Dolls from the turn of the 20th century stare back, soda bottles and kettles that haven’t held liquid since the Great Depression-era fill a half dozen shelves, and pianos that once played in historic Red Deer taverns sit voiceless under white sheets.

“The objects are great, but it’s the stories they tell which are important,” said Miller, who has been working in the museum’s collection co-ordination department for 25 years.

The Red Deer Museum is committed to displaying more of its collection to the public over the next few years, to hopefully better engage Red Deerians and remind them of the area’s unique heritage, Miller said.

“It’s a very selective process, we consider many things when people offer us something for our collection,” Miller said.

“It has to tell the story of Red Deer and Central Alberta, first and foremost.”

Miller and her team spend thousands of hours each year researching, documenting, and archiving the museum’s ever-growing collection.

“Sometimes people don’t want to give things up, so we document the object and give it back to them; sometimes we interview people for historical record and archive the interview,” Miller said.

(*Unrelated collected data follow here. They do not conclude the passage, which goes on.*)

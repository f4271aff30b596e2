//! Error types for the filter parser.

use std::fmt;

use thiserror::Error;

use super::lexer::{LexError, Position, Token, TokenKind};

/// A specialized Result type for filter parsing operations.
pub type FilterResult<T> = Result<T, FilterError>;

/// Errors that can occur during filter parsing.
#[derive(Debug, Clone, Error, PartialEq, Eq)]
pub enum FilterError {
    /// The filter expression is empty.
    #[error("filter expression is empty")]
    EmptyExpression,

    /// The text contains something that is not a token.
    #[error(transparent)]
    Lex(#[from] LexError),

    /// The tokens do not form a valid filter.
    #[error(transparent)]
    Parse(#[from] ParseError),

    /// Parentheses or boolean operators are nested deeper than the parser allows.
    #[error("Line: {position}, Error: filter is nested too deeply (maximum depth {limit})")]
    TooDeep {
        /// The maximum supported nesting depth.
        limit: usize,
        /// Where the limit was exceeded.
        position: Position,
    },

    /// The filter chains more predicates than the parser allows.
    #[error("Line: {position}, Error: filter is too large (maximum tree height {limit})")]
    TooLarge {
        /// The maximum supported tree height.
        limit: usize,
        /// Where the limit was exceeded.
        position: Position,
    },
}

impl FilterError {
    /// Creates a nesting-depth error.
    pub fn too_deep(limit: usize, position: Position) -> Self {
        FilterError::TooDeep { limit, position }
    }

    /// Creates a tree-height error.
    pub fn too_large(limit: usize, position: Position) -> Self {
        FilterError::TooLarge { limit, position }
    }

    /// Returns the position the error refers to, if any.
    pub fn position(&self) -> Option<Position> {
        match self {
            FilterError::EmptyExpression => None,
            FilterError::Lex(e) => Some(e.position()),
            FilterError::Parse(e) => Some(e.position),
            FilterError::TooDeep { position, .. } | FilterError::TooLarge { position, .. } => {
                Some(*position)
            }
        }
    }
}

/// Why a token sequence was rejected.
#[derive(Debug, Clone, Copy, PartialEq, Eq)]
pub enum ParseErrorReason {
    /// No grammar alternative starts with the offending token.
    NoViableAlternative,
    /// One of a specific set of tokens was required.
    MismatchedInput,
    /// A quoted key with no characters.
    EmptyKey,
    /// A numeric literal that does not fit the value type.
    NumberOutOfRange,
}

/// A malformed token sequence, with the offending token and what was expected.
#[derive(Debug, Clone, PartialEq, Eq)]
pub struct ParseError {
    /// Why the input was rejected.
    pub reason: ParseErrorReason,
    /// Where the offending token starts.
    pub position: Position,
    /// The offending token's text (`<EOF>` at end of input).
    pub found: String,
    /// Descriptions of the tokens that would have been accepted.
    pub expected: Vec<String>,
}

impl ParseError {
    fn new(reason: ParseErrorReason, token: &Token, expected: &[TokenKind]) -> Self {
        Self {
            reason,
            position: token.position,
            found: token.text().to_string(),
            expected: expected
                .iter()
                .map(|k| k.display_name().to_string())
                .collect(),
        }
    }

    /// No alternative of the current rule accepts `token`.
    pub fn no_viable_alternative(token: &Token, expected: &[TokenKind]) -> Self {
        Self::new(ParseErrorReason::NoViableAlternative, token, expected)
    }

    /// `token` is not one of the `expected` kinds.
    pub fn mismatched(token: &Token, expected: &[TokenKind]) -> Self {
        Self::new(ParseErrorReason::MismatchedInput, token, expected)
    }

    /// `token` is a quoted key with nothing between its delimiters.
    pub fn empty_key(token: &Token) -> Self {
        Self::new(ParseErrorReason::EmptyKey, token, &[])
    }

    /// `token` is a number outside the representable range.
    pub fn number_out_of_range(token: &Token, literal: impl Into<String>) -> Self {
        Self {
            reason: ParseErrorReason::NumberOutOfRange,
            position: token.position,
            found: literal.into(),
            expected: Vec::new(),
        }
    }

    /// The message without the `Line: l:c` prefix.
    pub fn message(&self) -> String {
        match self.reason {
            ParseErrorReason::NoViableAlternative => {
                format!("no viable alternative at input '{}'", self.found)
            }
            ParseErrorReason::MismatchedInput => format!(
                "mismatched input '{}' expecting {}",
                self.found,
                expected_set(&self.expected)
            ),
            ParseErrorReason::EmptyKey => format!("empty key at input '{}'", self.found),
            ParseErrorReason::NumberOutOfRange => {
                format!("number out of range at input '{}'", self.found)
            }
        }
    }
}

/// Formats an expected-token set: a single entry bare, several in braces.
fn expected_set(expected: &[String]) -> String {
    match expected {
        [single] => single.clone(),
        many => format!("{{{}}}", many.join(", ")),
    }
}

impl fmt::Display for ParseError {
    fn fmt(&self, f: &mut fmt::Formatter<'_>) -> fmt::Result {
        write!(f, "Line: {}, Error: {}", self.position, self.message())
    }
}

impl std::error::Error for ParseError {}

Miller reaches onto one of the shelves and pulls off a stuffed green and yellow parrot, mounted on a piece of bark.

“Peanut was a parrot that lived at the Club Café, and when he died, he was stuffed and mounted by the club’s owners. He’s not in very good shape but we consider him an important piece of our collection,” Miller said.

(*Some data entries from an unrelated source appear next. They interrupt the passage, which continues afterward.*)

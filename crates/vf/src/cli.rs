//! CLI argument parsing using clap derive macros.
//!
//! This module defines the command-line interface for the vf CLI.

use std::path::PathBuf;

use clap::{Parser, Subcommand, ValueEnum};
use vecfilter::render::BackendKind;

/// vf - Parse, check and render metadata filter expressions
#[derive(Parser, Debug)]
#[command(name = "vf")]
#[command(author, version, about, long_about = None)]
#[command(propagate_version = true)]
pub struct Cli {
    /// Verbose output (show debug information)
    #[arg(short, long, global = true)]
    pub verbose: bool,

    /// Quiet mode (errors only)
    #[arg(short, long, global = true, conflicts_with = "verbose")]
    pub quiet: bool,

    /// Output JSON instead of text
    #[arg(long, global = true)]
    pub json: bool,

    /// Disable colors in output
    #[arg(long, global = true)]
    pub no_color: bool,

    /// Config file to use (default: ~/.config/vf/config.toml)
    #[arg(long, global = true, env = "VF_CONFIG")]
    pub config: Option<PathBuf>,

    #[command(subcommand)]
    pub command: Option<Commands>,
}

/// Available commands
#[derive(Subcommand, Debug)]
pub enum Commands {
    /// Parse a filter and print its syntax tree
    #[command(alias = "p")]
    Parse {
        /// Filter expression ("-" reads from stdin)
        expression: String,
    },

    /// Compile a filter into a backend's native filter syntax
    #[command(alias = "r")]
    Render {
        /// Filter expression ("-" reads from stdin)
        expression: String,

        /// Target backend (default: from config, else pgvector)
        #[arg(short, long, value_enum)]
        backend: Option<Backend>,

        /// Map a filter field to a backend field, as name=backend_name (repeatable)
        #[arg(short, long = "field", value_name = "NAME=FIELD", action = clap::ArgAction::Append)]
        fields: Vec<String>,

        /// JSONB metadata column (sql, pgvector) or property prefix (neo4j)
        #[arg(long)]
        metadata_column: Option<String>,

        /// Cypher node variable (neo4j)
        #[arg(long)]
        node_alias: Option<String>,
    },

    /// Validate a filter and explain the first error
    #[command(alias = "c")]
    Check {
        /// Filter expression ("-" reads from stdin)
        expression: String,
    },

    /// Print the token stream of a filter
    Tokens {
        /// Filter expression ("-" reads from stdin)
        expression: String,
    },

    /// View and edit configuration
    Config {
        #[command(subcommand)]
        command: Option<ConfigCommands>,
    },

    /// Generate shell completions
    Completions {
        /// Shell to generate completions for
        shell: Shell,
    },
}

/// Render backends
#[derive(ValueEnum, Clone, Copy, Debug, PartialEq, Eq)]
pub enum Backend {
    Text,
    Sql,
    Pgvector,
    Neo4j,
    Mongo,
    Chroma,
}

impl From<Backend> for BackendKind {
    fn from(backend: Backend) -> Self {
        match backend {
            Backend::Text => BackendKind::Text,
            Backend::Sql => BackendKind::Sql,
            Backend::Pgvector => BackendKind::PgVector,
            Backend::Neo4j => BackendKind::Neo4j,
            Backend::Mongo => BackendKind::Mongo,
            Backend::Chroma => BackendKind::Chroma,
        }
    }
}

/// Shell types for completions
#[derive(ValueEnum, Clone, Copy, Debug)]
pub enum Shell {
    Bash,
    Zsh,
    Fish,
    Powershell,
}

/// Config subcommands
#[derive(Subcommand, Debug)]
pub enum ConfigCommands {
    /// Show current configuration
    Show,

    /// Write a commented default config file
    Init {
        /// Overwrite an existing config file
        #[arg(long)]
        force: bool,
    },

    /// Set a configuration value
    Set {
        /// Configuration key (backend, render.metadata_column, render.node_alias, field_map.<name>)
        key: String,

        /// Configuration value
        value: String,
    },

    /// Print config file path
    Path,
}
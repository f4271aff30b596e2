//! Renders filters back into the filter language.

use super::{
    format_decimal, render_binary, BackendKind, Precedence, RenderConfig, RenderError,
    RenderResult, Renderer,
};
use crate::filter::{Expr, Key, Lexer, TokenKind, Value, ValueList};

/// Renders the canonical filter-language spelling of an expression.
///
/// The output always re-parses to an equivalent tree: upper-case keywords,
/// single-quoted strings, `NOT IN` for negated membership, and only the
/// parentheses the tree shape needs.
#[derive(Debug, Clone, Copy)]
pub struct TextRenderer<'a> {
    config: &'a RenderConfig,
}

impl<'a> TextRenderer<'a> {
    /// Creates a renderer using `config`'s field map.
    pub fn new(config: &'a RenderConfig) -> Self {
        Self { config }
    }

    fn unsupported(&self, construct: impl Into<String>) -> RenderError {
        RenderError::unsupported(BackendKind::Text, construct)
    }

    fn expr(&self, expr: &Expr) -> RenderResult<String> {
        match expr {
            Expr::Comparison { key, op, value } => Ok(format!(
                "{} {} {}",
                self.key(key)?,
                op.symbol(),
                self.value(value)?
            )),
            Expr::Membership {
                key,
                negated,
                values,
            } => Ok(format!(
                "{} {} [{}]",
                self.key(key)?,
                if *negated { "NOT IN" } else { "IN" },
                self.list(values)?
            )),
            Expr::And { left, right } => {
                render_binary(left, right, Precedence::And, "AND", |e| self.expr(e))
            }
            Expr::Or { left, right } => {
                render_binary(left, right, Precedence::Or, "OR", |e| self.expr(e))
            }
            Expr::Group { inner } => self.expr(inner),
        }
    }

    fn key(&self, key: &Key) -> RenderResult<String> {
        if let Some(mapped) = self.config.field_map.get(&key.logical_name()) {
            return self.name(mapped);
        }
        match key {
            Key::Field { name } => self.name(name),
            Key::Quoted { name } => self.quoted_name(name),
            Key::Nested { parent, child } => {
                if is_bare_name(parent) && is_bare_name(child) {
                    Ok(format!("{parent}.{child}"))
                } else {
                    Err(self.unsupported(format!(
                        "nested key '{parent}.{child}' with a non-identifier segment"
                    )))
                }
            }
        }
    }

    /// A field name, bare when it lexes as a plain identifier.
    fn name(&self, name: &str) -> RenderResult<String> {
        if is_bare_name(name) {
            Ok(name.to_string())
        } else {
            self.quoted_name(name)
        }
    }

    fn quoted_name(&self, name: &str) -> RenderResult<String> {
        if name.is_empty() {
            return Err(self.unsupported("an empty key"));
        }
        Ok(format!("\"{}\"", self.escape(name, '"')?))
    }

    fn value(&self, value: &Value) -> RenderResult<String> {
        match value {
            Value::Integer(n) => Ok(n.to_string()),
            Value::Decimal(d) if d.is_finite() => Ok(format_decimal(*d)),
            Value::Decimal(d) => Err(self.unsupported(format!("non-finite decimal {d}"))),
            Value::Text(s) => Ok(format!("'{}'", self.escape(s, '\'')?)),
            Value::Bool(b) => Ok(b.to_string()),
        }
    }

    fn list(&self, values: &ValueList) -> RenderResult<String> {
        let rendered = values
            .iter()
            .map(|v| self.value(v))
            .collect::<RenderResult<Vec<_>>>()?;
        Ok(rendered.join(", "))
    }

    /// Backslash-escapes `\` and `quote`. Line breaks cannot appear inside a
    /// quoted string at all.
    fn escape(&self, text: &str, quote: char) -> RenderResult<String> {
        let mut escaped = String::with_capacity(text.len() + 2);
        for c in text.chars() {
            match c {
                '\n' | '\r' => return Err(self.unsupported("a string containing a line break")),
                '\\' => escaped.push_str("\\\\"),
                c if c == quote => {
                    escaped.push('\\');
                    escaped.push(c);
                }
                c => escaped.push(c),
            }
        }
        Ok(escaped)
    }
}

impl Renderer for TextRenderer<'_> {
    fn backend(&self) -> BackendKind {
        BackendKind::Text
    }

    fn render(&self, expr: &Expr) -> RenderResult<String> {
        self.expr(expr)
    }
}

/// True if `name` lexes as a single identifier token (not a keyword).
fn is_bare_name(name: &str) -> bool {
    let mut lexer = Lexer::new(name);
    matches!(
        (lexer.next_token(), lexer.next_token()),
        (Ok(first), Ok(second))
            if first.kind == TokenKind::Identifier
                && first.lexeme == name
                && second.kind == TokenKind::Eof
    )
}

The pieces in the museum’s collection often belonged to regular people who lived regular lives, but the details explained by these ordinary objects (like Peanut) tell a much grander narrative, Miller said.

“This collection of skates belonged to Mr. (Murray) Palmer; he gave them to children who couldn’t afford skates, and when they outgrew the skates, he’d lend them another pair,” Miller said, pointing to the two dozen pairs of old skates, lined up in neat rows.

The museum’s collection tells many happy stories like the one of Palmer’s skate collection, but there are also artifacts from darker periods in Canadian history.

“That bellows is from the Indian Industrial School, which was run by the Methodist Church and was a residential school for First Nation’s children,” Miller said.

The bellows is a direct link to one of Canada’s great historical shames, but Miller said all stories — triumphant to terrible — are important to knowing where Red Deer has been, and where it is going.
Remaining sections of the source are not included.